2.1 小鼠和大鼠原代肥大细胞的分离和鉴定 经分离、纯化、鉴定后的小鼠和大鼠皮肤、腹腔和肺脏的原代肥大细胞,在光学显微镜下观察并比较肥大细胞的形态、数量和纯度。如中插彩版图1、图2所示,甲苯胺蓝将肥大细胞胞质中的颗粒染成紫红色,细胞核染成蓝色,细胞结构完整,大鼠原代分离的肥大细胞直径均大于小鼠,经Percoll细胞分离液纯化后肥大细胞的纯度均可达90%以上。使用Percoll细胞分离液纯化前,经皮肤制备的细胞悬液中含有大量的被毛、皮肤等杂质,此外还含有大量的成纤维细胞、巨噬细胞等,细胞计数结果表明,肥大细胞占有核细胞总数的3% ～5%,大鼠每克皮肤能收获(6.6～8.6)×105个肥大细胞,小鼠数量略少。纯化前腹腔制备的细胞悬液中则主要为单核/巨噬细胞,肥大细胞所占的比例为5% ～10%,大鼠腹腔分离的细胞数有(10～20)×106个/只,其中肥大细胞为(0.4～2)×106个/只,小鼠腹腔分离的细胞数有(1～3)×106个/只,其中肥大细胞为(3～6)×105个/只。肺脏分离得到的肥大细胞数量明显低于皮肤和腹腔,肥大细胞所占的比例仅为1%左右。

2.2 肥大细胞表面唾液酸受体表达的检测 小鼠腹腔和肺脏分离的原代肥大细胞免疫荧光染色结果如中插彩版图3所示,SNA-FITC和MAA-FITC染色均呈阳性(绿色),类胰蛋白酶染色阳性(红色)进一步确定了我们分离到的原代细胞为肥大细胞。经神经氨酸酶处理后SNA-FITC和MAA-FITC染色均呈阴性(左下角插入的小图),确定了唾液酸受体染色的特异性。

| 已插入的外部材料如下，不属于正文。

/// Build a page of `limit` records from successive `Query` calls.
///
/// The `active` filter runs after `Limit` is applied, so one response can
/// hold fewer matches than asked for (even none). Keep reading until one
/// record past the page is seen or the partition runs out. The cursor is
/// the last record kept, not the service's `LastEvaluatedKey`.
async fn fill_page<F, Fut>(
    limit: usize,
    start_key: Option<Item>,
    mut fetch: F,
) -> anyhow::Result<FilePage>
where
    F: FnMut(Option<Item>) -> Fut,
    Fut: Future<Output = anyhow::Result<QueryPage>>,
{
    let mut records: Vec<FileRecord> = Vec::new();
    let mut exclusive_start_key = start_key;

    while records.len() <= limit {
        let page = fetch(exclusive_start_key.take()).await?;
        for item in &page.items {
            records.push(item_to_record(item).context("decoding file item")?);
            if records.len() > limit {
                break;
            }
        }
        match page.last_evaluated_key {
            Some(last) => exclusive_start_key = Some(last),
            None => break,
        }
    }

    let next_cursor = if records.len() > limit {
        records.truncate(limit);
        records.last().map(Cursor::after)
    } else {
        None
    };

    Ok(FilePage {
        records,
        next_cursor,
    })
}

/// Updates on a missing item are no-ops, matching the other backends.
fn ignore_missing_item(err: SdkError<UpdateItemError>) -> anyhow::Result<()> {
    let service_err = err.into_service_error();
    if service_err.is_conditional_check_failed_exception() {
        Ok(())
    } else {
        Err(anyhow::anyhow!("DynamoDB update_item: {service_err}"))
    }
}

#[cfg(test)]
mod tests {
    use super::*;
    use crate::metadata::store::test_support::make_record;

    #[test]
    fn test_item_layout_uses_camel_case_attributes() {
        let mut record = make_record("alice", "f1", "a.txt", 12);
        record.last_shared_at = Some(7);
        let item = record_to_item(record);

        assert_eq!(item.get("userId"), Some(&AttributeValue::S("alice".into())));
        assert_eq!(item.get("fileId"), Some(&AttributeValue::S("f1".into())));
        assert_eq!(item.get("fileSize"), Some(&AttributeValue::N("12".into())));
        assert_eq!(item.get("status"), Some(&AttributeValue::S("active".into())));
        assert_eq!(item.get("shared"), Some(&AttributeValue::Bool(false)));
        assert_eq!(item.get("lastSharedAt"), Some(&AttributeValue::N("7".into())));
        assert!(!item.contains_key("deletedAt"));
    }

    #[test]
    fn test_item_decodes_back_to_record() {
        let mut record = make_record("alice", "f1", "a.txt", 12);
        record.status = FileStatus::Deleted;
        record.deleted_at = Some(55);
        let decoded = item_to_record(&record_to_item(record.clone())).unwrap();
        assert_eq!(decoded, record);
    }

    #[test]
    fn test_item_without_optional_attributes() {
        let mut item = record_to_item(make_record("alice", "f1", "a.txt", 1));
        item.remove("shared");
        item.remove("contentType");
        let decoded = item_to_record(&item).unwrap();
        assert!(!decoded.shared);
        assert_eq!(decoded.content_type, "application/octet-stream");
    }

    #[test]
    fn test_item_with_bad_status_is_rejected() {
        let mut item = record_to_item(make_record("alice", "f1", "a.txt", 1));
        item.insert("status".to_string(), AttributeValue::S("archived".into()));
        assert!(item_to_record(&item).is_err());

        item.remove("status");
        assert!(item_to_record(&item).is_err());
    }

    // -- Page filling -----------------------------------------------------------

    fn items(ids: &[&str]) -> Vec<Item> {
        ids.iter()
            .map(|id| record_to_item(make_record("alice", id, "f", 1)))
            .collect()
    }

    /// Replays canned `Query` responses in order and records the start key
    /// each call was made with.
    async fn fill_from(
        limit: usize,
        start_key: Option<Item>,
        responses: Vec<QueryPage>,
    ) -> (FilePage, Vec<Option<Item>>) {
        let mut responses = responses.into_iter();
        let mut calls = Vec::new();
        let page = fill_page(limit, start_key, |start| {
            calls.push(start);
            let response = responses.next().expect("unexpected extra query");
            std::future::ready(Ok(response))
        })
        .await
        .unwrap();
        (page, calls)
    }

    fn ids(page: &FilePage) -> Vec<&str> {
        page.records.iter().map(|r| r.file_id.as_str()).collect()
    }

    #[tokio::test]
    async fn test_fill_page_reads_past_filtered_out_responses() {
        let (page, calls) = fill_from(
            2,
            None,
            vec![
                QueryPage {
                    items: vec![],
                    last_evaluated_key: Some(key("alice", "f9")),
                },
                QueryPage {
                    items: items(&["f8", "f7", "f6"]),
                    last_evaluated_key: Some(key("alice", "f6")),
                },
            ],
        )
        .await;

        assert_eq!(ids(&page), vec!["f8", "f7"]);
        let cursor = page.next_cursor.unwrap();
        assert_eq!(cursor.file_id, "f7");
        assert_eq!(calls, vec![None, Some(key("alice", "f9"))]);
    }

    #[tokio::test]
    async fn test_fill_page_stops_inside_a_response() {
        let (page, calls) = fill_from(
            1,
            Some(key("alice", "f9")),
            vec![QueryPage {
                items: items(&["f5", "f4", "f3"]),
                last_evaluated_key: Some(key("alice", "f3")),
            }],
        )
        .await;

        assert_eq!(ids(&page), vec!["f5"]);
        // The cursor is the last kept record, not the service key.
        assert_eq!(page.next_cursor.unwrap().file_id, "f5");
        assert_eq!(calls, vec![Some(key("alice", "f9"))]);
    }

    #[tokio::test]
    async fn test_fill_page_ends_with_the_partition() {
        let (page, calls) = fill_from(
            5,
            None,
            vec![
                QueryPage {
                    items: items(&["f3", "f2"]),
                    last_evaluated_key: Some(key("alice", "f2")),
                },
                QueryPage {
                    items: items(&["f1"]),
                    last_evaluated_key: None,
                },
            ],
        )
        .await;

        assert_eq!(ids(&page), vec!["f3", "f2", "f1"]);
        assert!(page.next_cursor.is_none());
        assert_eq!(calls.len(), 2);
    }

    #[tokio::test]
    async fn test_fill_page_exact_fit_has_no_cursor() {
        let (page, _) = fill_from(
            2,
            None,
            vec![QueryPage {
                items: items(&["f2", "f1"]),
                last_evaluated_key: None,
            }],
        )
        .await;

        assert_eq!(ids(&page), vec!["f2", "f1"]);
        assert!(page.next_cursor.is_none());
    }
}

上述结果表明,小鼠腹腔和肺脏分离得到的原代肥大细胞均同时表达SAα2,6 Gal和SAα2,3 Gal,即同时表达人流感病毒和禽流感病毒受体。

大鼠腹腔和肺脏分离的原代肥大细胞免疫荧光染色结果如中插彩版图4所示,与小鼠相比大鼠分离的原代肥大细胞直径更大,因此表面唾液酸受体染色结果更加明显,与小鼠结果相同,大鼠腹腔和肺脏分离得到的原代肥大细胞也同时表达SAα2,6 Gal和SAα2,3 Gal,即同时表达人流感病毒和禽流感病毒受体。

3 讨论

试验表明,小鼠、大鼠腹腔和肺脏原代肥大细胞表面同时表达SAα2,3 Gal和SAα2,6 Gal,即同时表达禽流感病毒受体和人流感病毒受体。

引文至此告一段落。